If one was going by the ratings alone, this early show of confidence in the critically savaged series wouldn’t be a surprise. The premiere, in which modesty-challenged anchor Will McAvoy is reborn as a cigarette-chipping truth-teller, garnered over 2 million viewers, about on par with the 2011 debut of fellow fantasy show Game of Thrones. And from a purely PR perspective, renewing now also makes sense: If Episode 2’s Women-Be-BlackBerryin’ high jinks were off-putting, things only get more unpleasant in the weeks ahead. (And by “things” I mean the rising levels of sanctimony and sexism.) As cougar-y network boss Leona Lansing could surely tell you, a show of good faith works best when the iron is hot and the rhetoric is overheated.
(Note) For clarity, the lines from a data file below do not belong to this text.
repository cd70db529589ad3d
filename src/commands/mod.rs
//! CLI commands

pub mod check;
pub mod list;
pub mod map;
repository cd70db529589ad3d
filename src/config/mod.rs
//! Configuration module

mod site;

pub use site::SiteConfig;
//! Flattened post view handed to page templates

use chrono::NaiveDateTime;
use indexmap::IndexMap;
use serde::{Deserialize, Serialize};

use super::frontmatter::parse_date_string;
use super::{FixedImage, FluidImage, NoImage};

/// A post as templates see it: front-matter fields with the thumbnail
/// unwrapped to a single image variant
#[derive(Debug, Clone, PartialEq, Serialize, Deserialize)]
pub struct PostView<I = FluidImage> {
    /// Post title
    pub title: String,

    /// Short summary
    pub description: String,

    /// Publication date, as written in the source
    pub published: String,

    /// URL-friendly name
    pub slug: String,

    /// Post tags, in source order
    pub tags: Vec<String>,

    /// Last modification date
    #[serde(default, skip_serializing_if = "Option::is_none")]
    pub modified: Option<String>,

    /// Slugs of related posts
    #[serde(default, skip_serializing_if = "Option::is_none")]
    pub recommended: Option<Vec<String>>,

    /// The extracted image, absent when the post has none
    #[serde(skip_serializing_if = "Option::is_none")]
    pub thumbnail: Option<I>,

    /// Custom front-matter fields
    #[serde(flatten)]
    pub extra: IndexMap<String, serde_json::Value>,
}

/// Post view with a fluid thumbnail
pub type PostImageFluid = PostView<FluidImage>;

/// Post view with a fixed-size thumbnail
pub type PostImageFixed = PostView<FixedImage>;

/// Post view that never carries a thumbnail
pub type Post = PostView<NoImage>;

impl<I> PostView<I> {
    /// Parse `published` for ordering; the string itself is left alone
    pub fn published_date(&self) -> Option<NaiveDateTime> {
        parse_date_string(&self.published)
    }

    pub fn has_thumbnail(&self) -> bool {
        self.thumbnail.is_some()
    }
}

/// Sort views newest first; undated posts go last, ties keep their order
pub fn sort_newest_first<I>(posts: &mut [PostView<I>]) {
    posts.sort_by_key(|p| std::cmp::Reverse(p.published_date()));
}
//! List site content

use anyhow::Result;
use indexmap::IndexMap;

use crate::content::{sort_newest_first, Post};
use crate::mapper::to_post;
use crate::Site;

/// List site content by type
pub fn run(site: &Site, content_type: &str) -> Result<()> {
    match content_type {
        "post" | "posts" => {
            let posts = load_posts(site)?;
            println!("Posts ({}):", posts.len());
            for post in &posts {
                println!("  {}", post_line(post));
            }
        }
        "tag" | "tags" => {
            let tags = count_tags(&load_posts(site)?);
            println!("Tags ({}):", tags.len());
            for (tag, count) in tags {
                println!("  {} ({})", tag, count);
            }
        }
        _ => {
            anyhow::bail!("Unknown type: {}. Available: post, tag", content_type);
        }
    }

    Ok(())
}

/// One listing line; posts whose date can't be parsed are sorted last and marked
pub fn post_line(post: &Post) -> String {
    let undated = if post.published_date().is_none() {
        " (undated)"
    } else {
        ""
    };
    format!(
        "{}{} - {} [{}]",
        post.published, undated, post.title, post.slug
    )
}

/// Posts without thumbnails, newest first
pub fn load_posts(site: &Site) -> Result<Vec<Post>> {
    let mut posts: Vec<Post> = site.load_edges()?.iter().map(to_post).collect();
    sort_newest_first(&mut posts);
    Ok(posts)
}

/// Tag counts, most used first; ties keep first-seen order
pub fn count_tags(posts: &[Post]) -> Vec<(String, usize)> {
    let mut tags: IndexMap<String, usize> = IndexMap::new();
    for post in posts {
        for tag in &post.tags {
            *tags.entry(tag.clone()).or_insert(0) += 1;
        }
    }

    let mut tags: Vec<_> = tags.into_iter().collect();
    tags.sort_by(|a, b| b.1.cmp(&a.1));
    tags
}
It’s also possible that the rationale was more prosaic: With the recent implosion of The Corrections, HBO suddenly had a superego-size hole to fill on the drama side. A second year of The Newsroom guarantees both a prestige product and a surefire argument-starter for at least three more months of Sundays in 2013.
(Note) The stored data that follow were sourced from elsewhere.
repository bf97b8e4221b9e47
//! Passability grid for tile-based levels.
//!
//! Cells hold raw bytes. `0` and `1` are [`CellType::Passable`] and
//! [`CellType::Impassable`]; other values are left to the game.

use serde::{Deserialize, Serialize};

use crate::error::MapError;

#[derive(Clone, Copy, Debug, PartialEq, Eq, Hash, Serialize, Deserialize)]
#[repr(u8)]
pub enum CellType {
    Passable = 0,
    Impassable = 1,
}

impl From<CellType> for u8 {
    fn from(cell: CellType) -> Self {
        cell as u8
    }
}

#[derive(Clone, Debug, PartialEq, Eq, Serialize, Deserialize)]
pub struct Map {
    columns: usize,
    rows: usize,
    cells: Vec<u8>, // Row-major: [row * columns + column]
}

impl Map {
    /// An all-passable map.
    pub fn new(columns: usize, rows: usize) -> Self {
        Self {
            columns,
            rows,
            cells: vec![CellType::Passable.into(); columns * rows],
        }
    }

    pub fn columns(&self) -> usize {
        self.columns
    }

    pub fn rows(&self) -> usize {
        self.rows
    }

    /// Raw row-major cell storage.
    pub fn cells(&self) -> &[u8] {
        &self.cells
    }

    pub fn get(&self, column: usize, row: usize) -> Result<u8, MapError> {
        let index = self.index(column, row)?;
        Ok(self.cells[index])
    }

    pub fn set(&mut self, column: usize, row: usize, value: impl Into<u8>) -> Result<(), MapError> {
        let index = self.index(column, row)?;
        self.cells[index] = value.into();
        Ok(())
    }

    /// True for in-bounds cells holding [`CellType::Passable`].
    pub fn is_passable(&self, column: usize, row: usize) -> bool {
        self.get(column, row)
            .is_ok_and(|value| value == u8::from(CellType::Passable))
    }

    /// Fill the outer ring of the map, `width` cells thick, with `value`.
    ///
    /// A zero width is a no-op. A width larger than either dimension fails.
    pub fn set_borders(&mut self, width: usize, value: impl Into<u8>) -> Result<(), MapError> {
        if width == 0 {
            return Ok(());
        }
        if width > self.columns || width > self.rows {
            return Err(MapError::BorderTooWide {
                width,
                columns: self.columns,
                rows: self.rows,
            });
        }

        let value = value.into();
        let columns = self.columns;
        for (row, cells) in self.cells.chunks_mut(columns).enumerate() {
            let edge_row = row < width || row >= self.rows - width;
            for (column, cell) in cells.iter_mut().enumerate() {
                if edge_row || column < width || column >= columns - width {
                    *cell = value;
                }
            }
        }
        Ok(())
    }

    fn index(&self, column: usize, row: usize) -> Result<usize, MapError> {
        if column >= self.columns || row >= self.rows {
            return Err(MapError::OutOfBounds {
                column,
                row,
                columns: self.columns,
                rows: self.rows,
            });
        }
        Ok(row * self.columns + column)
    }
}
This reasoning is plausible, but not necessarily encouraging. The Newsroom’s pilot introduced a number of intriguing characters — particularly Emily Mortimer’s war-softened executive producer and Alison Pill’s well-intentioned Mary Sue — all of whom were promptly dashed on the self-righteous rocks of Sorkin’s typewriter. (Only a fool, an Us Weekly subscriber, or a woman would use a computer.) At least through the (truly bad) fourth episode, there’s no sign of how the show could improve in a second season, other than taking full advantage of all the major news stories our insufficient fourth estate managed to bungle in mid-to-late 2011. (Perhaps Gary Cooper has an old college professor whose brother’s sister’s son was in charge of delivering hacky-sacks to the Occupy Wall Street movement?) But with a cast this talented, I suppose it’s worth giving them the benefit of the doubt. Besides, HBO can always pull a Luck and decide later on to shut the whole thing down on morality grounds. Between subtlety and Sam Waterston’s dignity, The Newsroom has already amassed the sort of body count even a gun-toting, immigrant-hating straw man could admire.